For the most part, these messages have been for good. The Olympics — a sporting event — are a quadrennial unifier, countries setting aside differences for a few weeks of political rest. Even North Korea behaves.

Our 1980 Miracle on Ice team galvanized a country in the throes of war. There have been bigger upsets in sports, but there have been none more meaningful, because that win was about so much more than sports. That’s why I love sports, anyway: They are almost always about far more than the final score.

The billions raised by athletes in philanthropic efforts? Yeah, that’s them, every year, doing everything but sticking to sports. We chide them for being spoiled millionaires, but athletes, more often than not, in my opinion, use their wealth and celebrity for far more good than bad.

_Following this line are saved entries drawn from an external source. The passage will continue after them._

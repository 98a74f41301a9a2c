//! Terminal queries for choosing and sizing the progress display.

/// Whether to redraw progress in place: stdout is an interactive terminal
/// and TERM doesn't ask for plain output.
pub fn use_fancy() -> bool {
    if std::env::var_os("TERM").map_or(false, |term| term == "dumb") {
        return false;
    }
    imp::stdout_is_tty()
}

/// Terminal width in columns, if known and usable.
pub fn get_cols() -> Option<usize> {
    // Ignore too-narrow widths, they're usually a misreport.
    imp::cols().filter(|&cols| cols >= 10)
}

#[cfg(unix)]
mod imp {
    pub fn stdout_is_tty() -> bool {
        // Safety: isatty only inspects the descriptor.
        unsafe { libc::isatty(/* stdout */ 1) == 1 }
    }

    pub fn cols() -> Option<usize> {
        // Safety: TIOCGWINSZ fills in the zeroed struct we pass.
        unsafe {
            let mut winsize = std::mem::zeroed::<libc::winsize>();
            if libc::ioctl(1, libc::TIOCGWINSZ, &mut winsize) < 0 {
                return None;
            }
            Some(winsize.ws_col as usize)
        }
    }
}

#[cfg(windows)]
mod imp {
    use windows_sys::Win32::{Foundation::*, System::Console::*};

    pub fn stdout_is_tty() -> bool {
        // Safety: console queries on our own stdout handle.
        unsafe {
            let handle = GetStdHandle(STD_OUTPUT_HANDLE);
            let mut mode = 0;
            // GetConsoleMode itself fails when not attached to a console.
            let ok = GetConsoleMode(handle, &mut mode) != 0;
            if ok {
                // Enable terminal processing so we can overwrite previous
                // content.  Ignore errors.
                let _ = SetConsoleMode(handle, mode | ENABLE_VIRTUAL_TERMINAL_PROCESSING);
            }
            ok
        }
    }

    pub fn cols() -> Option<usize> {
        // Safety: console queries on our own stdout handle.
        unsafe {
            let console = GetStdHandle(STD_OUTPUT_HANDLE);
            if console == INVALID_HANDLE_VALUE {
                return None;
            }
            let mut csbi = std::mem::zeroed::<CONSOLE_SCREEN_BUFFER_INFO>();
            if GetConsoleScreenBufferInfo(console, &mut csbi) == 0 {
                return None;
            }
            Some(csbi.dwSize.X as usize)
        }
    }
}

I can’t tell you how many stories I’ve written about athletes or families of athletes who have said that sports, in some way or other, saved their lives or became a vehicle for something far more than a scoreboard and some trophies.

No lives are being saved with these anthem protests. To be honest, this has spiraled so far out of control that I don’t think many could name what, exactly, is being protested anymore anyway. It began in a 2016 preseason game when a backup quarterback named Colin Kaepernick sat during the national anthem, supposedly protesting the police’s behavior towards black men.

It seemed to me a silly thing to do. I didn’t, and still don’t, quite grasp the connection between sitting during a song and police brutality, but I guess Kaepernick did, and still does. Because here we are, a year and a half later, and Kaepernick might be the only unemployed individual in American history to draw the direct ire of the highest office in the world. The NFL is at war with the president. The fans are at war with the NFL.

Over what? Kneeling? Police brutality? The President saying mean things to highly paid athletes?

But hold on. Kneeling?

That’s another element that’s entirely confusing to me. How is kneeling even a protest at all? Has kneeling not always been a gesture of utmost respect? Did knights not kneel to kings, and servants kneel to knights? Do men not kneel to their loved ones in asking for their hand in marriage? When a player gets hurt do we not take a knee for him or her? Do Christians not kneel every morning and night when they pray to God?

How is it that we can kneel before God but not before our flag?

Personally, I stand for the anthem, hand over heart, because that’s what I’ve been raised to do, and it seems that those who respect this country do the same. I’ve never thought to do anything else, and I won’t ever do anything else. I’ll look sideways at those who do kneel, because I can’t help but wonder if they even understand the point they’re trying to make when they kneel — are they protesting police brutality? The president? something else?

I don’t know. Do they?

The point being made by kneeling is beside me. You want to protest the president? Sure, go ahead, get politically active…but instead you take a knee? You want to protest police brutality? Sure, go ahead, but how is kneeling going to help reduce whatever exaggerated violence you perceive there to be?

I don’t know. I suppose I don’t really understand the point of protests as it is; I think they’re little more than glorified whining at this point, because what’s being done? If there was some tangible action being taken, sure, I’d get it. That’s why I love Seattle Seahawks receiver Doug Baldwin. He’s actually doing something, going to police stations, discussing what can be done.

Kaepernick? He didn’t even vote.

He does not get my sympathy, not in the slightest.

But here we are, in an era where the moments before the games are tenser than any during them. So you can beg for athletes to “stick to sports” all you’d like, but it won’t happen, not anymore, not ever. They’re inextricably linked. So no, VanPelt, it is not possible to “stick to sports.”

Not even on a show named SportsCenter.